Saved entries
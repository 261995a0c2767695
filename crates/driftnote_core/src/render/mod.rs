//! Renderer capability driven by the interaction controller.
//!
//! # Responsibility
//! - Describe what the controller may ask of a visual layer.
//! - Carry presentational state (tilt, shadow, exit animation) that is never
//!   persisted.
//!
//! # Invariants
//! - Renderers never mutate notes; the controller pushes every change.
//! - A handle stays valid until `remove` is called for it.

use crate::model::geometry::Point;
use crate::model::note::{Note, NoteColor};

mod recording;

pub use recording::{RecordingRenderer, RenderCommand, RenderedNote, COLLAPSED_HEIGHT};

/// Duration of the animated exit played when a note is deleted from its own
/// control.
pub const EXIT_ANIMATION_MS: u32 = 500;

/// Partial update pushed to an already rendered note.
#[derive(Debug, Clone, PartialEq)]
pub enum NotePatch {
    Position { top: i32, left: i32 },
    Size { width: i32, height: i32 },
    ZIndex(i64),
    Color(NoteColor),
    Pinned(bool),
    /// Height follows content and min-height is unset.
    Collapse,
    /// Explicit height and min-height after leaving the minimized state.
    Expand { height: i32, min_height: Option<i32> },
}

/// How a rendered note leaves the display.
#[derive(Debug, Clone, Copy, PartialEq, Eq)]
pub enum ExitTransition {
    Immediate,
    /// Scale and fade out over [`EXIT_ANIMATION_MS`], then detach.
    Animated,
}

/// Explicit box styles as read back from the visual layer.
#[derive(Debug, Clone, Copy, PartialEq, Eq)]
pub struct RenderedBox {
    pub width: i32,
    /// Explicit height, not the laid-out one; a min-height may enlarge the
    /// box on screen without changing this value.
    pub height: i32,
    pub min_height: Option<i32>,
}

/// Tilt, lift and shadow applied while a note is being dragged.
#[derive(Debug, Clone, Copy, PartialEq)]
pub struct TransientVisual {
    pub tilt_x_deg: f64,
    pub tilt_y_deg: f64,
    pub shadow_x: f64,
    pub shadow_y: f64,
    pub shadow_blur: f64,
    pub shadow_alpha: f64,
    pub scale: f64,
}

impl TransientVisual {
    /// Neutral look of a note at rest.
    pub const RESTING: TransientVisual = TransientVisual {
        tilt_x_deg: 0.0,
        tilt_y_deg: 0.0,
        shadow_x: 0.0,
        shadow_y: 10.0,
        shadow_blur: 28.0,
        shadow_alpha: 0.5,
        scale: 1.0,
    };
}

impl Default for TransientVisual {
    fn default() -> Self {
        Self::RESTING
    }
}

/// Visual layer the controller drives.
pub trait Renderer {
    type Handle: Clone;

    /// Materializes `note` and returns a handle for later updates.
    fn render(&mut self, note: &Note) -> Self::Handle;

    fn reflect(&mut self, handle: &Self::Handle, patch: &NotePatch);

    /// Screen-space center of the rendered box, if it is still on screen.
    fn bounding_center(&self, handle: &Self::Handle) -> Option<Point>;

    fn measure(&self, handle: &Self::Handle) -> Option<RenderedBox>;

    fn remove(&mut self, handle: &Self::Handle, exit: ExitTransition);

    fn apply_transient_visual(&mut self, handle: &Self::Handle, visual: &TransientVisual);
}
//! Repository layer: durable storage behind small contracts.
//!
//! # Responsibility
//! - Define the key-value contract and its SQLite/memory implementations.
//! - Map the workspace document and preferences onto stable keys.
//!
//! # Invariants
//! - Storage failures surface as `RepoError`; callers decide whether to
//!   degrade (loads) or log and continue (saves).

pub mod kv_repo;
pub mod workspace_store;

> _WHAT TO PRODUCE_
Write each record out again exactly.

> _SOLUTION TO THIS EXERCISE_
repository 261995a0c2767695
filename crates/driftnote_core/src/render/mod.rs
//! Renderer capability driven by the interaction controller.
//!
//! # Responsibility
//! - Describe what the controller may ask of a visual layer.
//! - Carry presentational state (tilt, shadow, exit animation) that is never
//!   persisted.
//!
//! # Invariants
//! - Renderers never mutate notes; the controller pushes every change.
//! - A handle stays valid until `remove` is called for it.

use crate::model::geometry::Point;
use crate::model::note::{Note, NoteColor};

mod recording;

pub use recording::{RecordingRenderer, RenderCommand, RenderedNote, COLLAPSED_HEIGHT};

/// Duration of the animated exit played when a note is deleted from its own
/// control.
pub const EXIT_ANIMATION_MS: u32 = 500;

/// Partial update pushed to an already rendered note.
#[derive(Debug, Clone, PartialEq)]
pub enum NotePatch {
    Position { top: i32, left: i32 },
    Size { width: i32, height: i32 },
    ZIndex(i64),
    Color(NoteColor),
    Pinned(bool),
    /// Height follows content and min-height is unset.
    Collapse,
    /// Explicit height and min-height after leaving the minimized state.
    Expand { height: i32, min_height: Option<i32> },
}

/// How a rendered note leaves the display.
#[derive(Debug, Clone, Copy, PartialEq, Eq)]
pub enum ExitTransition {
    Immediate,
    /// Scale and fade out over [`EXIT_ANIMATION_MS`], then detach.
    Animated,
}

/// Explicit box styles as read back from the visual layer.
#[derive(Debug, Clone, Copy, PartialEq, Eq)]
pub struct RenderedBox {
    pub width: i32,
    /// Explicit height, not the laid-out one; a min-height may enlarge the
    /// box on screen without changing this value.
    pub height: i32,
    pub min_height: Option<i32>,
}

/// Tilt, lift and shadow applied while a note is being dragged.
#[derive(Debug, Clone, Copy, PartialEq)]
pub struct TransientVisual {
    pub tilt_x_deg: f64,
    pub tilt_y_deg: f64,
    pub shadow_x: f64,
    pub shadow_y: f64,
    pub shadow_blur: f64,
    pub shadow_alpha: f64,
    pub scale: f64,
}

impl TransientVisual {
    /// Neutral look of a note at rest.
    pub const RESTING: TransientVisual = TransientVisual {
        tilt_x_deg: 0.0,
        tilt_y_deg: 0.0,
        shadow_x: 0.0,
        shadow_y: 10.0,
        shadow_blur: 28.0,
        shadow_alpha: 0.5,
        scale: 1.0,
    };
}

impl Default for TransientVisual {
    fn default() -> Self {
        Self::RESTING
    }
}

/// Visual layer the controller drives.
pub trait Renderer {
    type Handle: Clone;

    /// Materializes `note` and returns a handle for later updates.
    fn render(&mut self, note: &Note) -> Self::Handle;

    fn reflect(&mut self, handle: &Self::Handle, patch: &NotePatch);

    /// Screen-space center of the rendered box, if it is still on screen.
    fn bounding_center(&self, handle: &Self::Handle) -> Option<Point>;

    fn measure(&self, handle: &Self::Handle) -> Option<RenderedBox>;

    fn remove(&mut self, handle: &Self::Handle, exit: ExitTransition);

    fn apply_transient_visual(&mut self, handle: &Self::Handle, visual: &TransientVisual);
}
//! Repository layer: durable storage behind small contracts.
//!
//! # Responsibility
//! - Define the key-value contract and its SQLite/memory implementations.
//! - Map the workspace document and preferences onto stable keys.
//!
//! # Invariants
//! - Storage failures surface as `RepoError`; callers decide whether to
//!   degrade (loads) or log and continue (saves).

pub mod kv_repo;
pub mod workspace_store;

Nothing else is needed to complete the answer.